Poesia visiva. Una retrospettiva su Lamberto Pignotti nelle Marche
La poesia visiva non è fuori dal nostro tempo: fermenta nel Novecento ed è da lì che ci restituisce una lezione. Suggerendo a un pubblico abituato a nuove forme di comunicazione di massa una lettura ulteriore, che non si ferma agli Anni Settanta.
Lamberto Pignotti, il maestro del collage largo, “innesto totale tra parola, immagine e scrittura”, classe 1926, non mastica il web, non digerisce pixel, non vomita meme, ma è proprio lo scarto tra gli idiomi pop della sua epoca e quella attuale a rendere la fruizione non solo interessante, ma anche avvincente.
I quattro piani della torre eptagonale del Tomav sono inconfutabilmente pieni dello Zeitgeist degli Anni Settanta, quando la deflagrazione della comunicazione dei mass media dava nutrimento a quella poesia visiva di cui l’autore è stato padre fondatore nell’invenzione di tecniche, modi e movimenti (il Gruppo 70 e il Gruppo 63 portano la sua firma) e nella fertile produzione di giochi, calembour, ritagli, elaborazioni grafiche e semantiche, componimenti condotti con forbici, colla e pennarelli. La retrospettiva si lascia guardare con gli occhi della storia dell’arte, ma il filtro di uno sguardo disincantato dalla proliferazione delle immagini e della tecnologia di oggi ne rende il messaggio ancora necessario.

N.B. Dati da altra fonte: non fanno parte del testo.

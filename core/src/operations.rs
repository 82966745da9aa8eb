use rand::rngs::StdRng;
use rand::Rng;

use crate::constants::{FONT_GLYPH_BYTES, MEMORY_SIZE, STACK_DEPTH};
use crate::error::VmError;
use crate::opcode::Opcode;
use crate::state::State;

/// Everything an operation can observe besides the `State` itself: the
/// keypad's resolved key and the injected random byte source. Both are
/// capabilities handed in per cycle so execution stays reproducible.
pub struct Peripherals<'a> {
    pub key: Option<u8>,
    pub rng: &'a mut StdRng,
}

/// One instruction's semantics: old state in, new state out, or a fatal
/// fault. Operations never partially commit.
pub type Operation = fn(op: Opcode, state: &State, io: &mut Peripherals) -> Result<State, VmError>;

/// 00E0: clear the framebuffer and schedule a present
pub fn clear(_op: Opcode, state: &State, _io: &mut Peripherals) -> Result<State, VmError> {
    let mut frame_buffer = state.frame_buffer;
    frame_buffer.clear();
    Ok(State {
        pc: state.pc + 0x2,
        frame_buffer,
        draw_flag: true,
        ..*state
    })
}

/// 00EE: PC = STACK.pop()
pub fn ret(_op: Opcode, state: &State, _io: &mut Peripherals) -> Result<State, VmError> {
    if state.sp == 0 {
        return Err(VmError::StackUnderflow { pc: state.pc });
    }
    Ok(State {
        // The stored address is the call site; resume just past it
        pc: state.stack[state.sp as usize] + 0x2,
        sp: state.sp - 0x1,
        ..*state
    })
}

/// 1nnn: PC = nnn
pub fn jump(op: Opcode, state: &State, _io: &mut Peripherals) -> Result<State, VmError> {
    Ok(State {
        pc: op.nnn(),
        ..*state
    })
}

/// 2nnn: STACK.push(PC); PC = nnn
pub fn call(op: Opcode, state: &State, _io: &mut Peripherals) -> Result<State, VmError> {
    let sp = state.sp + 0x1;
    if sp as usize >= STACK_DEPTH {
        return Err(VmError::StackOverflow { pc: state.pc });
    }
    let mut stack = state.stack;
    stack[sp as usize] = state.pc;
    Ok(State {
        pc: op.nnn(),
        sp,
        stack,
        ..*state
    })
}

/// 3xnn: if Vx == nn then skip
pub fn ske(op: Opcode, state: &State, _io: &mut Peripherals) -> Result<State, VmError> {
    let pc = if state.v[op.x() as usize] == op.nn() {
        state.pc + 0x4
    } else {
        state.pc + 0x2
    };
    Ok(State { pc, ..*state })
}

/// 4xnn: if Vx != nn then skip
pub fn skne(op: Opcode, state: &State, _io: &mut Peripherals) -> Result<State, VmError> {
    let pc = if state.v[op.x() as usize] != op.nn() {
        state.pc + 0x4
    } else {
        state.pc + 0x2
    };
    Ok(State { pc, ..*state })
}

/// 5xy0: if Vx == Vy then skip
pub fn skre(op: Opcode, state: &State, _io: &mut Peripherals) -> Result<State, VmError> {
    let pc = if state.v[op.x() as usize] == state.v[op.y() as usize] {
        state.pc + 0x4
    } else {
        state.pc + 0x2
    };
    Ok(State { pc, ..*state })
}

/// 6xnn: Vx = nn
pub fn load(op: Opcode, state: &State, _io: &mut Peripherals) -> Result<State, VmError> {
    let mut v = state.v;
    v[op.x() as usize] = op.nn();
    Ok(State {
        pc: state.pc + 0x2,
        v,
        ..*state
    })
}

/// 7xnn: Vx += nn, wrapping mod 256; no flag
pub fn add(op: Opcode, state: &State, _io: &mut Peripherals) -> Result<State, VmError> {
    let mut v = state.v;
    v[op.x() as usize] = v[op.x() as usize].wrapping_add(op.nn());
    Ok(State {
        pc: state.pc + 0x2,
        v,
        ..*state
    })
}

/// 8xyn: the ALU family.
///
/// Every op reads both operands up front and yields a result plus an
/// optional flag. The result goes to Vx first and the flag to VF last, so
/// VF holds the flag even when x == F.
pub fn alu(op: Opcode, state: &State, _io: &mut Peripherals) -> Result<State, VmError> {
    let x = state.v[op.x() as usize];
    let y = state.v[op.y() as usize];
    let (result, flag) = match op.n() {
        0x0 => (y, None),
        0x1 => (x | y, None),
        0x2 => (x & y, None),
        0x3 => (x ^ y, None),
        0x4 => {
            let (result, carry) = x.overflowing_add(y);
            (result, Some(carry as u8))
        }
        // Borrow flags are strict: equal operands leave VF at 0
        0x5 => (x.wrapping_sub(y), Some((x > y) as u8)),
        0x6 => (x >> 1, Some(x & 0x1)),
        0x7 => (y.wrapping_sub(x), Some((y > x) as u8)),
        0xE => (x << 1, Some(x >> 7)),
        _ => {
            return Err(VmError::UnknownOpcode {
                opcode: op.word(),
                pc: state.pc,
            })
        }
    };
    let mut v = state.v;
    v[op.x() as usize] = result;
    if let Some(flag) = flag {
        v[0xF] = flag;
    }
    Ok(State {
        pc: state.pc + 0x2,
        v,
        ..*state
    })
}

/// 9xy0: if Vx != Vy then skip
pub fn skrne(op: Opcode, state: &State, _io: &mut Peripherals) -> Result<State, VmError> {
    let pc = if state.v[op.x() as usize] != state.v[op.y() as usize] {
        state.pc + 0x4
    } else {
        state.pc + 0x2
    };
    Ok(State { pc, ..*state })
}

/// Annn: I = nnn
pub fn loadi(op: Opcode, state: &State, _io: &mut Peripherals) -> Result<State, VmError> {
    Ok(State {
        pc: state.pc + 0x2,
        i: op.nnn(),
        ..*state
    })
}

/// Bnnn: PC = V0 + nnn, unmasked as the historical instruction defines it
pub fn jumpo(op: Opcode, state: &State, _io: &mut Peripherals) -> Result<State, VmError> {
    Ok(State {
        pc: u16::from(state.v[0x0]) + op.nnn(),
        ..*state
    })
}

/// Cxnn: Vx = random_byte & nn
pub fn rand(op: Opcode, state: &State, io: &mut Peripherals) -> Result<State, VmError> {
    let byte: u8 = io.rng.gen();
    let mut v = state.v;
    v[op.x() as usize] = byte & op.nn();
    Ok(State {
        pc: state.pc + 0x2,
        v,
        ..*state
    })
}

/// Dxyn: XOR-draw the n-row sprite at I with origin (Vx, Vy); VF = collision
pub fn draw(op: Opcode, state: &State, _io: &mut Peripherals) -> Result<State, VmError> {
    let start = state.i as usize;
    let end = start + op.n() as usize;
    if end > MEMORY_SIZE {
        return Err(VmError::AddressOutOfRange {
            address: state.i.wrapping_add(u16::from(op.n())),
        });
    }
    let mut v = state.v;
    let mut frame_buffer = state.frame_buffer;
    let collided = frame_buffer.draw_sprite(
        v[op.x() as usize],
        v[op.y() as usize],
        &state.memory[start..end],
    );
    v[0xF] = collided as u8;
    Ok(State {
        pc: state.pc + 0x2,
        v,
        frame_buffer,
        draw_flag: true,
        ..*state
    })
}

/// Ex9E: if the resolved key == Vx then skip
pub fn skpr(op: Opcode, state: &State, io: &mut Peripherals) -> Result<State, VmError> {
    let pc = if io.key == Some(state.v[op.x() as usize]) {
        state.pc + 0x4
    } else {
        state.pc + 0x2
    };
    Ok(State { pc, ..*state })
}

/// ExA1: if the resolved key != Vx then skip; "none" never matches
pub fn skup(op: Opcode, state: &State, io: &mut Peripherals) -> Result<State, VmError> {
    let pc = if io.key != Some(state.v[op.x() as usize]) {
        state.pc + 0x4
    } else {
        state.pc + 0x2
    };
    Ok(State { pc, ..*state })
}

/// Fx07: Vx = DT
pub fn moved(op: Opcode, state: &State, _io: &mut Peripherals) -> Result<State, VmError> {
    let mut v = state.v;
    v[op.x() as usize] = state.delay_timer;
    Ok(State {
        pc: state.pc + 0x2,
        v,
        ..*state
    })
}

/// Fx0A: enter key-wait mode for Vx; the machine stalls until a key resolves
pub fn keyd(op: Opcode, state: &State, _io: &mut Peripherals) -> Result<State, VmError> {
    Ok(State {
        pc: state.pc + 0x2,
        register_needing_key: Some(op.x()),
        ..*state
    })
}

/// Fx15: DT = Vx
pub fn loadd(op: Opcode, state: &State, _io: &mut Peripherals) -> Result<State, VmError> {
    Ok(State {
        pc: state.pc + 0x2,
        delay_timer: state.v[op.x() as usize],
        ..*state
    })
}

/// Fx18: request a tone from the audio collaborator
pub fn beep(_op: Opcode, state: &State, _io: &mut Peripherals) -> Result<State, VmError> {
    Ok(State {
        pc: state.pc + 0x2,
        beep_flag: true,
        ..*state
    })
}

/// Fx1E: I += Vx
pub fn addi(op: Opcode, state: &State, _io: &mut Peripherals) -> Result<State, VmError> {
    Ok(State {
        pc: state.pc + 0x2,
        i: state.i.wrapping_add(u16::from(state.v[op.x() as usize])),
        ..*state
    })
}

/// Fx29: I = address of the font glyph for Vx
pub fn ldspr(op: Opcode, state: &State, _io: &mut Peripherals) -> Result<State, VmError> {
    Ok(State {
        pc: state.pc + 0x2,
        i: u16::from(state.v[op.x() as usize]) * FONT_GLYPH_BYTES,
        ..*state
    })
}

/// Fx33: mem[I..I+3] = the decimal digits of Vx
pub fn bcd(op: Opcode, state: &State, _io: &mut Peripherals) -> Result<State, VmError> {
    let start = state.i as usize;
    if start + 3 > MEMORY_SIZE {
        return Err(VmError::AddressOutOfRange {
            address: state.i.wrapping_add(3),
        });
    }
    let value = state.v[op.x() as usize];
    let mut memory = state.memory;
    memory[start] = value / 100;
    memory[start + 1] = value / 10 % 10;
    memory[start + 2] = value % 10;
    Ok(State {
        pc: state.pc + 0x2,
        memory,
        ..*state
    })
}

/// Fx55: mem[I..=I+x] = V0..=Vx; then I += x + 1
pub fn stor(op: Opcode, state: &State, _io: &mut Peripherals) -> Result<State, VmError> {
    let count = op.x() as usize + 1;
    let start = state.i as usize;
    if start + count > MEMORY_SIZE {
        return Err(VmError::AddressOutOfRange { address: state.i });
    }
    let mut memory = state.memory;
    memory[start..start + count].copy_from_slice(&state.v[..count]);
    Ok(State {
        pc: state.pc + 0x2,
        i: state.i + count as u16,
        memory,
        ..*state
    })
}

/// Fx65: V0..=Vx = mem[I..=I+x]; then I += x + 1
pub fn read(op: Opcode, state: &State, _io: &mut Peripherals) -> Result<State, VmError> {
    let count = op.x() as usize + 1;
    let start = state.i as usize;
    if start + count > MEMORY_SIZE {
        return Err(VmError::AddressOutOfRange { address: state.i });
    }
    let mut v = state.v;
    v[..count].copy_from_slice(&state.memory[start..start + count]);
    Ok(State {
        pc: state.pc + 0x2,
        i: state.i + count as u16,
        v,
        ..*state
    })
}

ASCESA NELLA POESIA VISIVA
Nel percorso ascensionale tipico dello spazio del Tomav, in cui ogni pianerottolo corrisponde a un segmento espositivo, si succedono esemplari di una produzione d’antan il cui il lessico, ora ironico, ora caustico, ora critico sulla società, chiede complicità a uno spettatore invitato a calarsi nelle dinamiche sociali e comunicative in seno alle quali si sviluppa questa forma di espressione lirica in bilico tra arte grafica e letteratura, ma anche lavori più recenti, come libri d’artista dell’inizio degli Anni Zero e il recente Verso libero e indipendente, un grande arazzo del 2017 già esposto al Centre Pompidou di Parigi e alla Fondazione Filiberto Menna di Roma, che riprende gli stilemi d’autore con un enunciato che è un chiaro tributo alla coerenza ma anche testimonianza dell’incessante volontà di ricerca dell’autore.
LE POESIE INCONSUETE DI LAMBERTO PIGNOTTI
Peculiari e dilettevoli sono i componimenti assemblati con i francobolli, riproduzioni piccolissime (“minuscografia”) a cui Pignotti ha associato statement mordaci, o quelli sulle pagine dei rotocalchi modificate e integrate a mano, prima che fosse concepibile l’idea di intervenire con Photoshop, o ancora quelli su supporti inconsueti, che trasformano le barrette di gomma americana in “chewing poems”, o le Ostie di poesia, sponda semantica al limite del concettuale.
PIGNOTTI E PINOCCHIO
Un’autentica occasione bibliografica è la sorpresa riservata all’ultimo piano, in cui per la prima volta viene esposto integralmente il ciclo Quadretti 1981: i venti lavori che compongono il progetto citano letteralmente frasi tratte da Le avventure di Pinocchio di Collodi, riportate su immagini di cronaca, con un forte effetto di détournement. Completa l’evento la pubblicazione del piccolo volume Lamberto Pignotti. Cronaca di tutti i fiori esclusi dal perimetro di un fiore del curatore Antonello Tolve per i tipi di Edizioni Kappabit, che, oltre ai testi critici, reca le riproduzioni dei quadretti e riporta il finora inedito Pinocchio Centenario, testo per spettacolo-dibattito composto da Pignotti per il teatro dei burattini.